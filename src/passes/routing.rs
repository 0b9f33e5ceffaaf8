//! Stream routing: circuit flows, packet flows, broadcast and multicast
//!
//! Routes are dimension-ordered (column first, then row). Each hop becomes a
//! connection inside the `aie.switchbox` of the tile it crosses.

use std::collections::HashMap;

use crate::device::{tile_loc, DeviceModel, TileLoc};
use crate::ir::{Attribute, Module, OpId, Operation};

use super::PassResult;

#[derive(Debug, Clone, Copy, PartialEq, Eq, Hash)]
enum Port {
    North,
    South,
    East,
    West,
}

impl Port {
    fn name(self) -> &'static str {
        match self {
            Port::North => "North",
            Port::South => "South",
            Port::East => "East",
            Port::West => "West",
        }
    }

    fn from_name(name: &str) -> Option<Self> {
        match name {
            "North" => Some(Port::North),
            "South" => Some(Port::South),
            "East" => Some(Port::East),
            "West" => Some(Port::West),
            _ => None,
        }
    }

    fn opposite(self) -> Self {
        match self {
            Port::North => Port::South,
            Port::South => Port::North,
            Port::East => Port::West,
            Port::West => Port::East,
        }
    }

    /// Outgoing channels available in this direction
    fn capacity(self) -> i64 {
        match self {
            Port::North => 6,
            _ => 4,
        }
    }

    fn between(from: TileLoc, to: TileLoc) -> Self {
        if to.0 > from.0 {
            Port::East
        } else if to.0 < from.0 {
            Port::West
        } else if to.1 > from.1 {
            Port::North
        } else {
            Port::South
        }
    }
}

/// Tiles visited from `src` to `dst`, both included
fn xy_path(src: TileLoc, dst: TileLoc) -> Vec<TileLoc> {
    let mut path = vec![src];
    let mut current = src;
    while current.0 != dst.0 {
        current.0 += (dst.0 - current.0).signum();
        path.push(current);
    }
    while current.1 != dst.1 {
        current.1 += (dst.1 - current.1).signum();
        path.push(current);
    }
    path
}

/// A stream endpoint: `%tile, Bundle, channel`
struct Endpoint {
    tile: TileLoc,
    bundle: String,
    channel: i64,
}

fn endpoint(module: &Module, op: &Operation, first: usize) -> Result<Endpoint, String> {
    let value = op
        .operand_value(first)
        .ok_or_else(|| format!("malformed {}: expected a tile operand", op.name))?;
    let tile = tile_loc(module, value).ok_or_else(|| format!("%{} is not a tile", value))?;
    let bundle = op
        .operand_str(first + 1)
        .ok_or_else(|| format!("malformed {}: expected a port bundle", op.name))?
        .to_string();
    let channel = op
        .operand_int(first + 2)
        .ok_or_else(|| format!("malformed {}: expected a channel", op.name))?;
    Ok(Endpoint {
        tile,
        bundle,
        channel,
    })
}

/// Find the `aie.tile` for `loc`, creating it at the top of the device if needed
fn tile_value(module: &mut Module, device: OpId, loc: TileLoc) -> String {
    let existing = module.find_in(device, "aie.tile").into_iter().find(|&id| {
        let op = module.op(id);
        (op.operand_int(0), op.operand_int(1)) == (Some(loc.0), Some(loc.1))
    });
    if let Some(value) = existing.and_then(|id| module.op(id).result.clone()) {
        return value;
    }
    let value = module.fresh_value(&format!("tile_{}_{}", loc.0, loc.1));
    module.insert_at(
        Some(device),
        0,
        Operation::new("aie.tile")
            .with_result(value.clone())
            .with_operands([Attribute::Int(loc.0), Attribute::Int(loc.1)]),
    );
    value
}

fn switchbox_for(module: &mut Module, device: OpId, loc: TileLoc) -> OpId {
    let existing = module.find_in(device, "aie.switchbox").into_iter().find(|&id| {
        module
            .op(id)
            .operand_value(0)
            .and_then(|value| tile_loc(module, value))
            == Some(loc)
    });
    if let Some(id) = existing {
        return id;
    }
    let tile = tile_value(module, device, loc);
    module.append(
        Some(device),
        Operation::new("aie.switchbox")
            .with_operand(Attribute::Value(tile))
            .with_region(),
    )
}

/// Outgoing directional channels in use, per tile
struct ChannelMap {
    used: HashMap<(TileLoc, Port), i64>,
}

impl ChannelMap {
    fn from_device(module: &Module, device: OpId) -> Self {
        let mut used = HashMap::new();
        for sb in module.find_in(device, "aie.switchbox") {
            let Some(loc) = module
                .op(sb)
                .operand_value(0)
                .and_then(|value| tile_loc(module, value))
            else {
                continue;
            };
            for connect in module.find_in(sb, "aie.connect") {
                let op = module.op(connect);
                if let (Some(port), Some(channel)) = (
                    op.operand_str(2).and_then(Port::from_name),
                    op.operand_int(3),
                ) {
                    let slot = used.entry((loc, port)).or_insert(0);
                    *slot = (*slot).max(channel + 1);
                }
            }
        }
        Self { used }
    }

    fn allocate(&mut self, tile: TileLoc, port: Port) -> Result<i64, String> {
        let slot = self.used.entry((tile, port)).or_insert(0);
        if *slot >= port.capacity() {
            return Err(format!(
                "no free {} channel on tile ({}, {})",
                port.name(),
                tile.0,
                tile.1
            ));
        }
        *slot += 1;
        Ok(*slot - 1)
    }
}

fn connection(name: &str, input: (&str, i64), output: (&str, i64)) -> Operation {
    Operation::new(name).with_operands([
        Attribute::Ident(input.0.to_string()),
        Attribute::Int(input.1),
        Attribute::Ident(output.0.to_string()),
        Attribute::Int(output.1),
    ])
}

fn check_inside(model: &DeviceModel, loc: TileLoc) -> PassResult {
    if model.contains(loc) {
        Ok(())
    } else {
        Err(format!(
            "tile ({}, {}) is outside device {}",
            loc.0, loc.1, model.name
        ))
    }
}

/// Route every circuit-switched `aie.flow` through the switchboxes
pub fn route_circuit_flows(module: &mut Module, device: OpId) -> PassResult {
    let model = DeviceModel::of_device(module, device);
    let mut channels = ChannelMap::from_device(module, device);

    for flow in module.find_in(device, "aie.flow") {
        let op = module.op(flow).clone();
        let src = endpoint(module, &op, 0)?;
        let dst = endpoint(module, &op, 3)?;
        check_inside(&model, src.tile)?;
        check_inside(&model, dst.tile)?;

        let path = xy_path(src.tile, dst.tile);
        let mut input = (src.bundle.clone(), src.channel);
        for (i, &tile) in path.iter().enumerate() {
            let (output, next_input) = match path.get(i + 1) {
                Some(&next) => {
                    let port = Port::between(tile, next);
                    let channel = channels.allocate(tile, port)?;
                    (
                        (port.name().to_string(), channel),
                        (port.opposite().name().to_string(), channel),
                    )
                }
                None => ((dst.bundle.clone(), dst.channel), (String::new(), 0)),
            };
            let sb = switchbox_for(module, device, tile);
            module.append(
                Some(sb),
                connection(
                    "aie.connect",
                    (&input.0, input.1),
                    (&output.0, output.1),
                ),
            );
            input = next_input;
        }
        module.erase(flow);
    }
    Ok(())
}

/// Route every `aie.packet_flow` as per-hop packet rules
pub fn route_packet_flows(module: &mut Module, device: OpId) -> PassResult {
    let model = DeviceModel::of_device(module, device);

    for flow in module.find_in(device, "aie.packet_flow") {
        let id = module
            .op(flow)
            .operand_int(0)
            .ok_or("aie.packet_flow expects a packet ID")?;
        let sources = module.find_in(flow, "aie.packet_source");
        let source = match sources.as_slice() {
            [single] => endpoint(module, &module.op(*single).clone(), 0)?,
            _ => return Err(format!("packet flow {} needs exactly one source", id)),
        };
        check_inside(&model, source.tile)?;

        let dests: Vec<Endpoint> = module
            .find_in(flow, "aie.packet_dest")
            .into_iter()
            .map(|dest| endpoint(module, &module.op(dest).clone(), 0))
            .collect::<Result<_, _>>()?;
        if dests.is_empty() {
            return Err(format!("packet flow {} has no destination", id));
        }

        for dest in &dests {
            check_inside(&model, dest.tile)?;
            let path = xy_path(source.tile, dest.tile);
            let mut input = (source.bundle.clone(), source.channel);
            for (i, &tile) in path.iter().enumerate() {
                let output = match path.get(i + 1) {
                    Some(&next) => (Port::between(tile, next).name().to_string(), 0),
                    None => (dest.bundle.clone(), dest.channel),
                };
                let rule = connection("aie.packet_rule", (&input.0, input.1), (&output.0, output.1))
                    .with_attr("id", Attribute::Int(id));
                let sb = switchbox_for(module, device, tile);
                let duplicate = module.children(Some(sb)).iter().any(|&existing| {
                    let op = module.op(existing);
                    op.name == rule.name
                        && op.operands == rule.operands
                        && op.attributes == rule.attributes
                });
                if !duplicate {
                    module.append(Some(sb), rule);
                }
                if let Some(&next) = path.get(i + 1) {
                    input = (Port::between(tile, next).opposite().name().to_string(), 0);
                }
            }
        }
        module.erase(flow);
    }
    Ok(())
}

/// `aiex.broadcast_packet` groups become one `aie.packet_flow` per packet ID
pub fn broadcast_packets(module: &mut Module, device: OpId) -> PassResult {
    for bp in module.find_in(device, "aiex.broadcast_packet") {
        let source_operands = module.op(bp).operands.clone();
        if source_operands.len() != 3 {
            return Err("aiex.broadcast_packet expects (%tile, bundle, channel)".to_string());
        }
        for group in module.find_in(bp, "aiex.bp_id") {
            let id = module
                .op(group)
                .operand_int(0)
                .ok_or("aiex.bp_id expects a packet ID")?;
            let dests: Vec<Vec<Attribute>> = module
                .find_in(group, "aiex.bp_dest")
                .into_iter()
                .map(|dest| module.op(dest).operands.clone())
                .collect();
            let flow = module.insert_before(
                bp,
                Operation::new("aie.packet_flow")
                    .with_operand(Attribute::Int(id))
                    .with_region(),
            );
            module.append(
                Some(flow),
                Operation::new("aie.packet_source").with_operands(source_operands.clone()),
            );
            for operands in dests {
                module.append(
                    Some(flow),
                    Operation::new("aie.packet_dest").with_operands(operands),
                );
            }
        }
        module.erase(bp);
    }
    Ok(())
}

/// `aiex.multicast` fans out into one circuit flow per destination
pub fn lower_multicast(module: &mut Module, device: OpId) -> PassResult {
    for mc in module.find_in(device, "aiex.multicast") {
        let source_operands = module.op(mc).operands.clone();
        if source_operands.len() != 3 {
            return Err("aiex.multicast expects (%tile, bundle, channel)".to_string());
        }
        for dest in module.find_in(mc, "aiex.multi_dest") {
            let dest_operands = module.op(dest).operands.clone();
            module.insert_before(
                mc,
                Operation::new("aie.flow")
                    .with_operands(source_operands.iter().cloned())
                    .with_operands(dest_operands),
            );
        }
        module.erase(mc);
    }
    Ok(())
}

== == ==

WHAT THE EXERCISE ASKS: Working through the records, find each line containing the word "return" and copy it.

WORKED SOLUTION:
        return value;
        return id;
            return Err(format!(
            _ => return Err(format!("packet flow {} needs exactly one source", id)),
            return Err(format!("packet flow {} has no destination", id));
            return Err("aiex.broadcast_packet expects (%tile, bundle, channel)".to_string());
            return Err("aiex.multicast expects (%tile, bundle, channel)".to_string());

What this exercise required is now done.